Pero si aún se persiste en sustentar un heroico pasado como par te de la plataforma política de ese movimiento por el reconocimiento de la demanda étnica, tal sustento es ofrecido por el ancestral ejercicio de la vaquería en la zona sin nada violentar. Por eso, las presentes líneas tratarán de mostrar:
1) Que los negros y mulatos novohispanos en el ejercicio de vaqueros contribuyeron en gran medida a la formación de un icono de la cultura mexicana, la charrería. Símbolo auto y heteroidentificacional vigente para connacionales y extraños, e incluso en algunos momentos su epítome, al menos hasta la década séptima del siglo XX. En fuerte enlace con ello se los muestra también como preclaros antecesores del toreo a pie.
2) Que la región del litoral Pacífico —antaño comprendida por los ranchos, parajes y estancias ganaderas de las haciendas del Mariscal de Castilla1 entre los que se cuenta el hoy costeño municipio guerrerense de Cuajinicuilapa— fue importante fuente de vaqueros mulatos novohispanos, es decir, de afrosucesores vaqueros. Por ejercer esta actividad ahí, fueron directos forjadores de cultura vaquera regional, sin que esto quiera decir el fenómeno haya sido privativo de esa zona, sino propio de toda aquella donde pacieron los grandes rebaños vacunos: al norte de la república, ya en ambas sus costas, como también hacia su centro y sur. Fue fenómeno de gran alcance territorial y por ello, más otros elementos, tuvo posteriormente la posibilidad de usarse como nacional símbolo identificacional de parecida extensión.
3) Que, por lo anterior, resulta incierto atribuir la fundación del pueblo de Cuajinicuilapa a la actividad de negros cimarrones —es decir, con génesis similar a la de San Lorenzo de los Negros en 1608;2 o la de Nuestra Señora de Guadalupe de los Negros de Amapa3 en 1769-, como lo supone la postura de varios letrados profesionales contemporáneos<4 y también de algunos intelectuales orgánicos (magisterio y clero) de la zona. Equívoco no sólo explicable porque sea producto de malinterpretada lectura del texto de Aguirre Beltrán,5sino porque en el caso de los intelectuales orgánicos locales resulta lectura idónea para nutrir el imaginario político local de un heroico pasado a fin de sustanciar una, beligerante o no, conciencia de autoestima. Pero la documentación consultada no lo avala, pues en ella hay fuertes indicios, directos e indirectos, para tener a la actividad ganadera, y la consiguiente cultura que de ella emana, como aquella originaria causa fundacional buscada. Suceso que Aguirre Beltrán fue quien primero señaló al decir claro y bien: “El número de negros capataces, criados de encomenderos, trapicheros, pescadores y arrieros, si bien digno de tomarse en cuenta no explica, por sí solo, la existencia de la abundante población negra de Cuijla y otros lugares de la Costa Chica… los efectivos pobladores [fueron] también negros esclavos, pero de las estancias fundadas pasada la mitad del siglo XVI por ganaderos españoles “.6
4) Recoge el exhorto enmendativo de Aguirre Beltrán en su “esbozo etnográfico” y señala que la evidencia documental, así del periodo colonial como del independiente para la zona,7no se ajusta bien con el atribuido ethos de violencia que él captó en su trabajo de campo y luego pintó como distintivo marbete hetero y autoidentificacional de la población negra costeña de la década de 1950; al reconocer en tal ethos atavismo del legado y práctica cultural del cimarronaje colonial.

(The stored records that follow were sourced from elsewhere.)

use std::collections::HashMap;
use std::sync::{Arc, Mutex};

use chrono::{DateTime, Utc};
use uuid::Uuid;

use fundas_domain::order::OrderStatus;
use fundas_domain::product::ProductCategory;
use fundas_domain::user::UserRole;

use tienda::domain::repository::{
    CartRepository, CheckoutGateway, OrderRepository, PaymentTransactionRepository,
    ProductRepository, UserRepository,
};
use tienda::domain::types::{
    Cart, CartItem, CheckoutRequest, CheckoutSession, Order, PaymentTransaction, Product,
    ProductFields, SessionStatus, User, WebhookEvent,
};
use tienda::error::TiendaServiceError;
use tienda::usecase::auth::hash_password;

pub const TEST_JWT_SECRET: &str = "test-secret-key-for-integration-tests";

// ── MockUserRepo ─────────────────────────────────────────────────────────────

#[derive(Clone)]
pub struct MockUserRepo {
    pub users: Arc<Mutex<Vec<User>>>,
}

impl MockUserRepo {
    pub fn new(users: Vec<User>) -> Self {
        Self {
            users: Arc::new(Mutex::new(users)),
        }
    }

    pub fn empty() -> Self {
        Self::new(vec![])
    }

    /// Shared handle to the stored users for post-execution inspection.
    pub fn users_handle(&self) -> Arc<Mutex<Vec<User>>> {
        Arc::clone(&self.users)
    }
}

impl UserRepository for MockUserRepo {
    async fn find_by_id(&self, id: Uuid) -> Result<Option<User>, TiendaServiceError> {
        Ok(self.users.lock().unwrap().iter().find(|u| u.id == id).cloned())
    }

    async fn find_by_email(&self, email: &str) -> Result<Option<User>, TiendaServiceError> {
        Ok(self
            .users
            .lock()
            .unwrap()
            .iter()
            .find(|u| u.email == email)
            .cloned())
    }

    async fn create(&self, user: &User) -> Result<(), TiendaServiceError> {
        self.users.lock().unwrap().push(user.clone());
        Ok(())
    }

    async fn list(&self) -> Result<Vec<User>, TiendaServiceError> {
        Ok(self.users.lock().unwrap().clone())
    }

    async fn count_active(&self) -> Result<u64, TiendaServiceError> {
        Ok(self
            .users
            .lock()
            .unwrap()
            .iter()
            .filter(|u| u.is_active)
            .count() as u64)
    }
}

// ── MockProductRepo ──────────────────────────────────────────────────────────

#[derive(Clone)]
pub struct MockProductRepo {
    pub products: Arc<Mutex<Vec<Product>>>,
}

impl MockProductRepo {
    pub fn new(products: Vec<Product>) -> Self {
        Self {
            products: Arc::new(Mutex::new(products)),
        }
    }

    pub fn empty() -> Self {
        Self::new(vec![])
    }
}

impl ProductRepository for MockProductRepo {
    async fn find_by_id(&self, id: Uuid) -> Result<Option<Product>, TiendaServiceError> {
        Ok(self
            .products
            .lock()
            .unwrap()
            .iter()
            .find(|p| p.id == id)
            .cloned())
    }

    async fn list_active(
        &self,
        category: Option<ProductCategory>,
    ) -> Result<Vec<Product>, TiendaServiceError> {
        Ok(self
            .products
            .lock()
            .unwrap()
            .iter()
            .filter(|p| p.is_active)
            .filter(|p| category.is_none_or(|c| p.category == c))
            .cloned()
            .collect())
    }

    async fn create(&self, product: &Product) -> Result<(), TiendaServiceError> {
        self.products.lock().unwrap().push(product.clone());
        Ok(())
    }

    async fn replace(
        &self,
        id: Uuid,
        fields: &ProductFields,
    ) -> Result<bool, TiendaServiceError> {
        let mut products = self.products.lock().unwrap();
        let Some(product) = products.iter_mut().find(|p| p.id == id) else {
            return Ok(false);
        };
        product.name = fields.name.clone();
        product.description = fields.description.clone();
        product.price = fields.price;
        product.category = fields.category;
        product.sizes = fields.sizes.clone();
        product.colors = fields.colors.clone();
        product.material = fields.material.clone();
        product.stock = fields.stock;
        product.image_url = fields.image_url.clone();
        product.features = fields.features.clone();
        Ok(true)
    }

    async fn deactivate(&self, id: Uuid) -> Result<bool, TiendaServiceError> {
        let mut products = self.products.lock().unwrap();
        let Some(product) = products.iter_mut().find(|p| p.id == id) else {
            return Ok(false);
        };
        product.is_active = false;
        Ok(true)
    }

    async fn count_active(&self) -> Result<u64, TiendaServiceError> {
        Ok(self
            .products
            .lock()
            .unwrap()
            .iter()
            .filter(|p| p.is_active)
            .count() as u64)
    }
}

// ── MockCartRepo ─────────────────────────────────────────────────────────────

#[derive(Clone)]
pub struct MockCartRepo {
    pub carts: Arc<Mutex<Vec<Cart>>>,
}

impl MockCartRepo {
    pub fn new(carts: Vec<Cart>) -> Self {
        Self {
            carts: Arc::new(Mutex::new(carts)),
        }
    }

    pub fn empty() -> Self {
        Self::new(vec![])
    }
}

impl CartRepository for MockCartRepo {
    async fn create(&self, cart: &Cart) -> Result<(), TiendaServiceError> {
        self.carts.lock().unwrap().push(cart.clone());
        Ok(())
    }

    async fn find_by_id(&self, id: Uuid) -> Result<Option<Cart>, TiendaServiceError> {
        Ok(self.carts.lock().unwrap().iter().find(|c| c.id == id).cloned())
    }
}

// ── MockOrderRepo ────────────────────────────────────────────────────────────

#[derive(Clone)]
pub struct MockOrderRepo {
    pub orders: Arc<Mutex<Vec<Order>>>,
}

impl MockOrderRepo {
    pub fn new(orders: Vec<Order>) -> Self {
        Self {
            orders: Arc::new(Mutex::new(orders)),
        }
    }

    pub fn empty() -> Self {
        Self::new(vec![])
    }

    pub fn orders_handle(&self) -> Arc<Mutex<Vec<Order>>> {
        Arc::clone(&self.orders)
    }
}

impl OrderRepository for MockOrderRepo {
    async fn create(&self, order: &Order) -> Result<(), TiendaServiceError> {
        self.orders.lock().unwrap().push(order.clone());
        Ok(())
    }

    async fn find_by_id(&self, id: Uuid) -> Result<Option<Order>, TiendaServiceError> {
        Ok(self
            .orders
            .lock()
            .unwrap()
            .iter()
            .find(|o| o.id == id)
            .cloned())
    }

    async fn list_all(&self) -> Result<Vec<Order>, TiendaServiceError> {
        Ok(self.orders.lock().unwrap().clone())
    }

    async fn list_by_user(&self, user_id: Uuid) -> Result<Vec<Order>, TiendaServiceError> {
        Ok(self
            .orders
            .lock()
            .unwrap()
            .iter()
            .filter(|o| o.user_id == Some(user_id))
            .cloned()
            .collect())
    }

    async fn count(&self) -> Result<u64, TiendaServiceError> {
        Ok(self.orders.lock().unwrap().len() as u64)
    }

    async fn sum_totals_since(
        &self,
        cutoff: DateTime<Utc>,
    ) -> Result<f64, TiendaServiceError> {
        Ok(self
            .orders
            .lock()
            .unwrap()
            .iter()
            .filter(|o| o.created_at >= cutoff)
            .map(|o| o.total)
            .sum())
    }
}

// ── MockPaymentRepo ──────────────────────────────────────────────────────────

#[derive(Clone)]
pub struct MockPaymentRepo {
    pub transactions: Arc<Mutex<Vec<PaymentTransaction>>>,
}

impl MockPaymentRepo {
    pub fn new(transactions: Vec<PaymentTransaction>) -> Self {
        Self {
            transactions: Arc::new(Mutex::new(transactions)),
        }
    }

    pub fn empty() -> Self {
        Self::new(vec![])
    }

    pub fn transactions_handle(&self) -> Arc<Mutex<Vec<PaymentTransaction>>> {
        Arc::clone(&self.transactions)
    }
}

impl PaymentTransactionRepository for MockPaymentRepo {
    async fn create(&self, tx: &PaymentTransaction) -> Result<(), TiendaServiceError> {
        self.transactions.lock().unwrap().push(tx.clone());
        Ok(())
    }

    async fn update_status(
        &self,
        session_id: &str,
        payment_status: &str,
    ) -> Result<bool, TiendaServiceError> {
        let mut transactions = self.transactions.lock().unwrap();
        let Some(tx) = transactions.iter_mut().find(|t| t.session_id == session_id) else {
            return Ok(false);
        };
        tx.payment_status = payment_status.to_owned();
        Ok(true)
    }
}

// ── MockCheckoutGateway ──────────────────────────────────────────────────────

/// In-memory stand-in for the hosted-checkout provider. `create_session`
/// registers an open session; `fetch_session` serves whatever status the
/// test planted (or was registered).
#[derive(Clone)]
pub struct MockCheckoutGateway {
    pub sessions: Arc<Mutex<HashMap<String, SessionStatus>>>,
    pub counter: Arc<Mutex<u32>>,
}

impl MockCheckoutGateway {
    pub fn empty() -> Self {
        Self {
            sessions: Arc::new(Mutex::new(HashMap::new())),
            counter: Arc::new(Mutex::new(0)),
        }
    }

    pub fn with_session(session_id: &str, status: SessionStatus) -> Self {
        let gateway = Self::empty();
        gateway
            .sessions
            .lock()
            .unwrap()
            .insert(session_id.to_owned(), status);
        gateway
    }
}

impl CheckoutGateway for MockCheckoutGateway {
    async fn create_session(
        &self,
        request: &CheckoutRequest,
    ) -> Result<CheckoutSession, TiendaServiceError> {
        let mut counter = self.counter.lock().unwrap();
        *counter += 1;
        let session_id = format!("cs_test_{counter}");
        self.sessions.lock().unwrap().insert(
            session_id.clone(),
            SessionStatus {
                status: "open".to_owned(),
                payment_status: "unpaid".to_owned(),
                amount: request.amount,
                currency: request.currency.clone(),
            },
        );
        Ok(CheckoutSession {
            checkout_url: format!("https://checkout.stripe.test/pay/{session_id}"),
            session_id,
        })
    }

    async fn fetch_session(
        &self,
        session_id: &str,
    ) -> Result<SessionStatus, TiendaServiceError> {
        self.sessions
            .lock()
            .unwrap()
            .get(session_id)
            .cloned()
            .ok_or(TiendaServiceError::SessionNotFound)
    }

    fn parse_webhook(
        &self,
        body: &[u8],
        _signature: &str,
    ) -> Result<WebhookEvent, TiendaServiceError> {
        serde_json::from_slice::<serde_json::Value>(body)
            .ok()
            .and_then(|v| {
                Some(WebhookEvent {
                    event_type: v["type"].as_str()?.to_owned(),
                    session_id: v["data"]["object"]["id"].as_str()?.to_owned(),
                    payment_status: v["data"]["object"]["payment_status"]
                        .as_str()
                        .unwrap_or("pending")
                        .to_owned(),
                })
            })
            .ok_or(TiendaServiceError::InvalidWebhook)
    }
}

// ── Builders ─────────────────────────────────────────────────────────────────

pub fn test_user(email: &str, password: &str) -> User {
    User {
        id: Uuid::new_v4(),
        name: "Alicia Prueba".to_owned(),
        email: email.to_owned(),
        password_hash: hash_password(password).unwrap(),
        phone: Some("123456789".to_owned()),
        address: Some("Calle Mayor 1".to_owned()),
        city: Some("Madrid".to_owned()),
        postal_code: Some("28001".to_owned()),
        role: UserRole::Customer,
        is_active: true,
        created_at: Utc::now(),
    }
}

pub fn test_admin() -> User {
    User {
        role: UserRole::Admin,
        ..test_user("admin@example.com", "admin-secreta")
    }
}

pub fn test_product(price: f64, category: ProductCategory) -> Product {
    Product {
        id: Uuid::new_v4(),
        name: "Funda Test Artística Premium".to_owned(),
        description: "Funda de prueba con materiales premium".to_owned(),
        price,
        category,
        sizes: vec!["S".into(), "M".into(), "L".into(), "XL".into()],
        colors: vec!["Negro".into(), "Rosa".into(), "Azul".into()],
        material: "Neopreno premium".to_owned(),
        stock: 50,
        image_url: None,
        features: vec!["Resistente al agua".into(), "Acolchado interno".into()],
        is_active: true,
        created_at: Utc::now(),
    }
}

pub fn test_cart(total: f64, user_id: Option<Uuid>) -> Cart {
    Cart {
        id: Uuid::new_v4(),
        user_id,
        items: vec![],
        total,
        created_at: Utc::now(),
    }
}

pub fn test_cart_item(product_id: Uuid, quantity: u32) -> CartItem {
    CartItem {
        product_id,
        quantity,
        size: "M".to_owned(),
        color: "Negro".to_owned(),
    }
}

pub fn test_order(total: f64, user_id: Option<Uuid>) -> Order {
    Order {
        id: Uuid::new_v4(),
        cart_id: Uuid::new_v4(),
        user_id,
        customer: None,
        payment_method: "stripe".to_owned(),
        total,
        status: OrderStatus::Pending,
        created_at: Utc::now(),
    }
}

pub fn test_transaction(session_id: &str, amount: f64) -> PaymentTransaction {
    PaymentTransaction {
        id: Uuid::new_v4(),
        session_id: session_id.to_owned(),
        user_id: None,
        cart_id: Uuid::new_v4(),
        amount,
        currency: "eur".to_owned(),
        payment_status: "pending".to_owned(),
        metadata: serde_json::json!({}),
        created_at: Utc::now(),
    }
}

5) Que de dicho fenómeno social este texto controvierte la noción de su pesada vigencia para la zona de Cuajinicuilapa en la época virreinal, no sólo por lo antes enunciado, sino también porque puntualiza que cimarrón no fue un término colonial denotativo —es decir, con sentido único, exclusivo— sino connotativo, pues tuvo también el de rústico melanodermo (negro o mulato y sus diversas hibridaciones); es decir, el no versado en menesteres urbanos.

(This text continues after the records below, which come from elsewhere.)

use chrono::{Duration, Utc};

use crate::domain::repository::{OrderRepository, ProductRepository, UserRepository};
use crate::error::TiendaServiceError;

/// Point-in-time store snapshot for the admin dashboard.
#[derive(Debug, Clone, PartialEq)]
pub struct Statistics {
    pub total_products: u64,
    pub total_users: u64,
    pub total_orders: u64,
    /// Sum of order totals placed within the trailing 30 days; 0 when none.
    pub monthly_sales: f64,
}

pub struct GetStatisticsUseCase<P, U, O>
where
    P: ProductRepository,
    U: UserRepository,
    O: OrderRepository,
{
    pub products: P,
    pub users: U,
    pub orders: O,
}

impl<P, U, O> GetStatisticsUseCase<P, U, O>
where
    P: ProductRepository,
    U: UserRepository,
    O: OrderRepository,
{
    pub async fn execute(&self) -> Result<Statistics, TiendaServiceError> {
        let cutoff = Utc::now() - Duration::days(30);
        Ok(Statistics {
            total_products: self.products.count_active().await?,
            total_users: self.users.count_active().await?,
            total_orders: self.orders.count().await?,
            monthly_sales: self.orders.sum_totals_since(cutoff).await?,
        })
    }
}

6) Que la vaquería y su aneja cultura para dicha zona costeña habrían sido el ethoshegemónico hetero y autoidentificatorio, no la incondicional violencia, al menos hacia fines del siglo XIX.8 Y para ratificarlo señala que su relevancia social aún se puede obtener por medio del análisis coreológico (coreografía, cinética, sentido, elementos constitutivos, posturas, pasos, dotación organológica) de un par de sus danzas: la de Diablos9 y la de Vaqueros; también podría ser incluida la de los Bailantes, más por ser su indumentaria muy onerosa ya es asaz infrecuente se ejecute y por tanto observe desde el punto de vista etnográfico.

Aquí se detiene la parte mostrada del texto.